Work item » For the string "usize", state how many lines of the data hold it. Give nothing besides the number.

Excerpted data below:

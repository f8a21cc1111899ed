//! Init command

use clap::Args;
use console::style;
use dialoguer::Confirm;
use tracing::info;

use pipewright_core::config::defaults::{DEFAULT_CONFIG_TEMPLATE, DEFAULT_CONFIG_TOML};

use crate::cli::output;
use crate::cli::Cli;
use crate::exit_codes;

/// Write a starter configuration
#[derive(Debug, Args)]
pub struct InitCommand {
    /// Force overwrite existing configuration
    #[arg(short, long)]
    pub force: bool,

    /// Fail instead of prompting
    #[arg(short = 'y', long)]
    pub yes: bool,
}

impl InitCommand {
    pub fn execute(&self, cli: &Cli) -> anyhow::Result<i32> {
        info!(force = self.force, yes = self.yes, "executing init command");
        let config_path = std::env::current_dir()?.join(DEFAULT_CONFIG_TOML);

        if config_path.exists() && !self.force {
            if self.yes {
                anyhow::bail!(
                    "Configuration file already exists at {}. Use --force to overwrite.",
                    config_path.display()
                );
            }

            let overwrite = Confirm::new()
                .with_prompt(format!(
                    "Configuration file already exists at {}. Overwrite?",
                    config_path.display()
                ))
                .default(false)
                .interact()?;

            if !overwrite {
                println!("{}", style("Aborted.").yellow());
                return Ok(exit_codes::SUCCESS);
            }
        }

        std::fs::write(&config_path, DEFAULT_CONFIG_TEMPLATE)?;

        if !cli.quiet {
            output::success(&format!(
                "Created {}",
                output::path_style().apply_to(config_path.display())
            ));
        }
        Ok(exit_codes::SUCCESS)
    }
}
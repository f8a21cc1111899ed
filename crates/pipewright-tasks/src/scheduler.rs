//! Wave executor: drives a schedule to completion with tokio

use std::collections::BTreeSet;
use std::sync::Arc;
use std::time::{Duration, Instant};

use tokio::sync::Semaphore;
use tracing::{info, instrument, warn};

use crate::pipeline::{Cancellation, DependencyProvider, Pipeline};
use crate::progress::{FailureLatch, Progress};
use crate::schedule::{Schedule, ScheduleError};
use crate::stash::{NoRestoreStash, Stash};
use crate::task::TaskDescriptor;

/// Result of a single task execution
#[derive(Debug, Clone)]
pub struct TaskReport {
    /// Task that was executed
    pub task: TaskDescriptor,
    /// How the task finished
    pub status: TaskStatus,
    /// How long the task took
    pub duration: Duration,
}

/// Task execution status
#[derive(Debug, Clone, PartialEq, Eq)]
pub enum TaskStatus {
    /// Task did its work
    Succeeded,
    /// Task output was restored from the stash
    Cached,
    /// Task reported a failure, panicked, or timed out
    Failed(String),
}

impl TaskStatus {
    /// Check if this status represents success
    pub fn is_success(&self) -> bool {
        matches!(self, Self::Succeeded | Self::Cached)
    }
}

/// Options for the executor
#[derive(Debug, Clone)]
pub struct ExecutorOptions {
    /// Maximum concurrent tasks within a wave
    pub concurrency: usize,
    /// Per-task time limit; exceeding it counts as a failure
    pub task_timeout: Option<Duration>,
    /// Tasks that must rebuild; they see the stash through [`NoRestoreStash`]
    pub no_restore: BTreeSet<TaskDescriptor>,
}

impl Default for ExecutorOptions {
    fn default() -> Self {
        Self {
            concurrency: num_cpus(),
            task_timeout: None,
            no_restore: BTreeSet::new(),
        }
    }
}

fn num_cpus() -> usize {
    std::thread::available_parallelism()
        .map(|n| n.get())
        .unwrap_or(4)
}

/// What happened during a run
#[derive(Debug, Clone, Default)]
pub struct ExecutionReport {
    /// Every executed task, in completion order per wave
    pub tasks: Vec<TaskReport>,
    /// Number of waves executed
    pub waves: usize,
    /// Total wall time
    pub duration: Duration,
}

impl ExecutionReport {
    /// First failed task, if any
    pub fn failure(&self) -> Option<&TaskReport> {
        self.tasks.iter().find(|t| !t.status.is_success())
    }

    /// Whether every executed task succeeded
    pub fn is_success(&self) -> bool {
        self.failure().is_none()
    }

    /// Number of tasks restored from the stash
    pub fn cached(&self) -> usize {
        self.tasks
            .iter()
            .filter(|t| t.status == TaskStatus::Cached)
            .count()
    }

    /// User-facing summary naming the failed task, if any
    pub fn message(&self) -> String {
        match self.failure() {
            Some(TaskReport {
                task,
                status: TaskStatus::Failed(reason),
                ..
            }) => format!("Task {} failed: {}", task, reason),
            _ => format!(
                "Executed {} tasks in {} waves ({} cached)",
                self.tasks.len(),
                self.waves,
                self.cached()
            ),
        }
    }
}

/// Executes a schedule wave by wave.
///
/// Each wave is the schedule's current ready set. Tasks in a wave run in
/// parallel on the blocking pool, bounded by `concurrency`. The whole wave is
/// joined before any completion is fed back, so the stall check only ever
/// sees a fully drained wave.
///
/// A timed-out task keeps running on its blocking thread after the run
/// returns. Each run therefore registers a [`Cancellation`] with the provider
/// and cancels it on timeout; task bodies must call
/// [`DependencyProvider::check_cancelled`] before committing or stashing.
pub struct WaveExecutor {
    options: ExecutorOptions,
}
//! Data directory resolution.

use std::path::PathBuf;

/// Where the resolved data directory came from.
#[derive(Debug, Clone, Copy, PartialEq, Eq)]
pub enum DataDirSource {
    /// Explicit path, from `ATELIER_DATA_DIR` or a caller override.
    Custom,
    /// Platform-local data directory.
    System,
    /// Relative fallback when the platform reports no data directory.
    Fallback,
}

/// Resolved data directory with its provenance.
///
/// Callers that care (the cli does) can tell the user when a fallback
/// directory is in use instead of silently scattering files.
#[derive(Debug, Clone)]
pub struct DataDir {
    pub path: PathBuf,
    pub source: DataDirSource,
}

impl DataDir {
    /// Resolve the Atelier data directory.
    ///
    /// `ATELIER_DATA_DIR` wins when set. Otherwise the platform-local data
    /// directory, and as a last resort a directory relative to the working
    /// directory.
    #[must_use]
    pub fn resolve() -> Self {
        if let Some(path) = std::env::var_os("ATELIER_DATA_DIR") {
            return Self {
                path: PathBuf::from(path),
                source: DataDirSource::Custom,
            };
        }
        match dirs::data_local_dir() {
            Some(path) => Self {
                path: path.join("atelier"),
                source: DataDirSource::System,
            },
            None => Self {
                path: PathBuf::from(".").join("atelier"),
                source: DataDirSource::Fallback,
            },
        }
    }

    /// Wrap an explicit directory (tests, overrides).
    #[must_use]
    pub fn at(path: impl Into<PathBuf>) -> Self {
        Self {
            path: path.into(),
            source: DataDirSource::Custom,
        }
    }

    #[must_use]
    pub fn join(&self, child: &str) -> PathBuf {
        self.path.join(child)
    }

    #[must_use]
    pub fn is_fallback(&self) -> bool {
        matches!(self.source, DataDirSource::Fallback)
    }
}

End of Excerpted data.

Exercise response » 4